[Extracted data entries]
------------------------------------

/// Retrieve and Exists resolve their whole path in one step.
fn is_compound(kind: &NodeKind) -> bool {
    matches!(
        kind,
        NodeKind::Concat(_)
            | NodeKind::Args(_)
            | NodeKind::Results(_)
            | NodeKind::Access { .. }
            | NodeKind::Eval { .. }
    )
}

#[derive(Debug, Clone)]
enum Datum<'b> {
    Text(String),
    Number(f64),
    Bool(bool),
    Symbol(&'b Symbol),
    Missing,
    List(Vec<Product<'b>>),
}

/// One entry of the value stack: a value, the source ranges that produced
/// its visible text, and its code form.
#[derive(Debug, Clone)]
struct Product<'b> {
    value: Datum<'b>,
    ranges: Vec<TextRange>,
    code: String,
}

impl<'b> Product<'b> {
    fn new(value: Datum<'b>, range: TextRange, code: String) -> Self {
        Self {
            value,
            ranges: vec![range],
            code,
        }
    }

    /// Inert placeholder for anything that failed.
    fn empty(range: TextRange) -> Self {
        Self::new(Datum::Text(String::new()), range, String::new())
    }

    fn text(&self) -> String {
        match &self.value {
            Datum::Text(s) => s.clone(),
            Datum::Number(n) => code::number(*n),
            Datum::Bool(b) => b.to_string(),
            Datum::Symbol(Symbol::String(s)) => s.clone(),
            Datum::Symbol(Symbol::Number(n)) => code::number(*n),
            Datum::Symbol(Symbol::Boolean(b)) => b.to_string(),
            Datum::Symbol(_) | Datum::Missing | Datum::List(_) => String::new(),
        }
    }

    /// Argument text as written: number leaves carry their source spelling
    /// as their code.
    fn literal(&self) -> String {
        match self.value {
            Datum::Number(_) => self.code.clone(),
            _ => self.text(),
        }
    }

    fn into_list(self) -> Vec<Product<'b>> {
        match self.value {
            Datum::List(items) => items,
            _ => Vec::new(),
        }
    }
}

struct Machine<'b> {
    bindings: &'b Bindings,
    emit_code: bool,
    values: Vec<Product<'b>>,
    errors: Vec<Diagnostic>,
}

impl<'b> Machine<'b> {
    fn report(&mut self, range: TextRange, err: impl ToString) {
        self.errors.push(Diagnostic::new(range, err.to_string()));
    }

    fn leaf(&mut self, node: &Node) -> Product<'b> {
        let bindings = self.bindings;
        match &node.kind {
            NodeKind::String(s) => Product::new(Datum::Text(s.clone()), node.range, code::quote(s)),
            NodeKind::Number { value, literal } => {
                Product::new(Datum::Number(*value), node.range, literal.clone())
            }
            NodeKind::Identity(name) => Product::new(Datum::Text(name.clone()), node.range, name.clone()),
            NodeKind::Retrieve(segments) => {
                let path = segment_names(segments);
                let value = match bindings.lookup(path.as_slice()) {
                    Ok(symbol) => Datum::Symbol(symbol),
                    Err(err) => {
                        self.report(node.range, err);
                        Datum::Missing
                    }
                };
                Product::new(value, node.range, path.join("."))
            }
            NodeKind::Exists(segments) => {
                let path = segment_names(segments);
                let found = bindings.lookup(path.as_slice()).is_ok();
                Product::new(Datum::Bool(found), node.range, format!("{} != null", path.join(".")))
            }
            NodeKind::Error(_) => Product {
                value: Datum::Text(String::new()),
                ranges: Vec::new(),
                code: String::new(),
            },
            // compound kinds only reach here without children
            _ => Product::empty(node.range),
        }
    }

    fn combine(&mut self, node: &Node, mut items: Vec<Product<'b>>) -> Product<'b> {
        match &node.kind {
            NodeKind::Concat(_) => {
                let text = items.iter().map(Product::text).collect();
                let ranges = items.iter().flat_map(|p| p.ranges.iter().copied()).collect();
                let codes: Vec<&str> = items
                    .iter()
                    .map(|p| p.code.as_str())
                    .filter(|c| !c.is_empty())
                    .collect();
                Product {
                    value: Datum::Text(text),
                    ranges,
                    code: codes.join(" + "),
                }
            }
            NodeKind::Args(_) | NodeKind::Results(_) => {
                // failed blocks have no code; keep the list well formed
                for item in &mut items {
                    if item.code.is_empty() {
                        item.code = code::quote("");
                    }
                }
                let code = code::list(&items.iter().map(|p| p.code.clone()).collect::<Vec<_>>());
                Product {
                    value: Datum::List(items),
                    ranges: Vec::new(),
                    code,
                }
            }
            NodeKind::Access { right, .. } => {
                let (Some(right_value), Some(left)) = (items.pop(), items.pop()) else {
                    return Product::empty(node.range);
                };
                let name = right_value.text();
                let code = format!("{}.{}", left.code, name);
                let value = match left.value {
                    Datum::Symbol(parent) => match child_of(parent, &left.code, &name) {
                        Ok(symbol) => Datum::Symbol(symbol),
                        Err(err) => {
                            self.report(right.range, err);
                            Datum::Missing
                        }
                    },
                    // already reported further left
                    _ => Datum::Missing,
                };
                Product::new(value, node.range, code)
            }
            NodeKind::Eval { identity, .. } => {
                let (Some(results), Some(args), Some(ident)) = (items.pop(), items.pop(), items.pop())
                else {
                    return Product::empty(node.range);
                };
                if matches!(ident.value, Datum::Missing) {
                    return Product::empty(node.range);
                }

                let name = identity.path_name().unwrap_or_else(|| ident.code.clone());
                let block = Block {
                    name,
                    range: node.range,
                    identity: ident,
                    args: args.into_list(),
                    results: results.into_list(),
                };
                match self.eval(block) {
                    Ok(product) => product,
                    Err(err) => {
                        self.report(node.range, err);
                        Product::empty(node.range)
                    }
                }
            }
            _ => Product::empty(node.range),
        }
    }

    fn eval(&self, mut block: Block<'b>) -> Result<Product<'b>, EvalError> {
        let value = std::mem::replace(&mut block.identity.value, Datum::Missing);
        match value {
            Datum::Bool(b) => self.conditional(b, block),
            Datum::Text(s) => self.string(&s, block),
            Datum::Number(n) => self.number(n, block),
            Datum::Symbol(symbol) => match symbol {
                Symbol::Boolean(b) => self.conditional(*b, block),
                Symbol::String(s) => self.string(s, block),
                Symbol::Number(n) => self.number(*n, block),
                Symbol::Function(f) => self.call(f, block),
                Symbol::Object(_) => Err(EvalError::CannotDisplay(block.name)),
            },
            Datum::Missing | Datum::List(_) => Err(EvalError::CannotDisplay(block.name)),
        }
    }

    /// `[flag|yes|no]`, also used by `[path?|yes|no]`.
    fn conditional(&self, flag: bool, block: Block<'b>) -> Result<Product<'b>, EvalError> {
        if !block.args.is_empty() {
            return Err(EvalError::NoArguments(block.name));
        }
        check_branches(&block)?;

        let code = self.when_code(|| {
            let mut builder = ConditionBuilder::new().when(&block.identity.code, &block.results[0].code);
            if let Some(other) = block.results.get(1) {
                builder = builder.otherwise(&other.code);
            }
            builder.build()
        });
        Ok(block.pick(if flag { 0 } else { 1 }, code))
    }

    /// Plain display, or `[s value|equal|other]`.
    fn string(&self, value: &str, block: Block<'b>) -> Result<Product<'b>, EvalError> {
        if block.args.is_empty() && block.results.is_empty() {
            let code = block.identity.code.clone();
            return Ok(Product::new(Datum::Text(value.to_string()), block.range, code));
        }
        if block.args.is_empty() {
            return Err(EvalError::NeedsArgument(block.name));
        }
        if block.args.len() > 1 {
            return Err(EvalError::CompareOne(block.name));
        }
        check_branches(&block)?;

        let expected = block.args[0].literal();
        let code = self.when_code(|| {
            let mut builder = ConditionBuilder::new().when(
                format!("{} == {}", block.identity.code, code::quote(&expected)),
                &block.results[0].code,
            );
            if let Some(other) = block.results.get(1) {
                builder = builder.otherwise(&other.code);
            }
            builder.build()
        });
        let index = if expected == value { 0 } else { 1 };
        Ok(block.pick(index, code))
    }

    /// Plain display, or `[n t0 t1 ..|r0|r1|..]` where `ri` is shown while
    /// `ti <= n`, and an extra trailing result covers `n < t0`.
    fn number(&self, value: f64, block: Block<'b>) -> Result<Product<'b>, EvalError> {
        if block.args.is_empty() && block.results.is_empty() {
            let code = block.identity.code.clone();
            return Ok(Product::new(Datum::Number(value), block.range, code));
        }
        if block.args.is_empty() {
            return Err(EvalError::NeedsArgument(block.name));
        }
        if block.results.is_empty() {
            return Err(EvalError::NeedsResult(block.name));
        }
        let max = block.args.len() + 1;
        if block.results.len() > max {
            return Err(EvalError::TooManyResults {
                name: block.name,
                max,
                found: block.results.len(),
            });
        }
        let thresholds = block
            .args
            .iter()
            .map(|a| match a.value {
                Datum::Number(n) => Some(n),
                _ => None,
            })
            .collect::<Option<Vec<f64>>>()
            .ok_or_else(|| EvalError::Thresholds(block.name.clone()))?;

        let fallback = (block.results.len() == max).then(|| block.results.len() - 1);
        let index = thresholds
            .iter()
            .rposition(|t| *t <= value)
            .or(fallback)
            .unwrap_or(usize::MAX);

        let code = self.when_code(|| {
            let mut builder = ConditionBuilder::new();
            for (i, threshold) in thresholds.iter().enumerate().rev() {
                if let Some(result) = block.results.get(i) {
                    builder = builder.when(
                        format!("{} >= {}", block.identity.code, code::number(*threshold)),
                        &result.code,
                    );
                }
            }
            if let Some(i) = fallback {
                builder = builder.otherwise(&block.results[i].code);
            }
            builder.build()
        });
        Ok(block.pick(index, code))
    }

    fn call(&self, function: &Function, block: Block<'b>) -> Result<Product<'b>, EvalError> {
        if let Some(max) = function.info.arg_count {
            if block.args.len() > max {
                return Err(EvalError::TooManyArgs {
                    name: block.name,
                    max,
                    found: block.args.len(),
                });
            }
        }
        if let Some(max) = function.info.result_count {
            if block.results.len() > max {
                return Err(EvalError::TooManyResults {
                    name: block.name,
                    max,
                    found: block.results.len(),
                });
            }
        }

        let args: Vec<Arg> = block
            .args
            .iter()
            .map(|a| match a.value {
                Datum::Number(n) => Arg::Number(n),
                _ => Arg::String(a.text()),
            })
            .collect();
        let results: Vec<String> = block.results.iter().map(Product::text).collect();

        let code = self.when_code(|| {
            let arg_codes: Vec<String> = block.args.iter().map(|a| a.code.clone()).collect();
            let result_codes: Vec<String> = block.results.iter().map(|r| r.code.clone()).collect();
            match &function.info.to_code {
                Some(to_code) => to_code(&block.identity.code, &arg_codes, &result_codes),
                None => call_code(&block.identity.code, &arg_codes, &result_codes),
            }
        });

        let outcome = function
            .call(&args, &results)
            .map_err(|message| EvalError::Failed {
                name: block.name.clone(),
                message,
            })?;

        match outcome {
            Outcome::Text(text) => Ok(Product::new(Datum::Text(text), block.range, code)),
            Outcome::Number(n) => Ok(Product::new(Datum::Number(n), block.range, code)),
            Outcome::Selector(index) if index < block.results.len() => Ok(block.pick(index, code)),
            Outcome::Selector(index) => Err(EvalError::SelectorOutOfRange {
                name: block.name,
                index,
            }),
        }
    }

    fn when_code(&self, build: impl FnOnce() -> String) -> String {
        if self.emit_code { build() } else { String::new() }
    }
}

------------------------------------

## WHAT THIS TASK INVOLVES
Only lines containing the word "that" should appear in the answer, and every such line from the records above must be there.

## EXERCISE SOLUTION
/// One entry of the value stack: a value, the source ranges that produced
    /// Inert placeholder for anything that failed.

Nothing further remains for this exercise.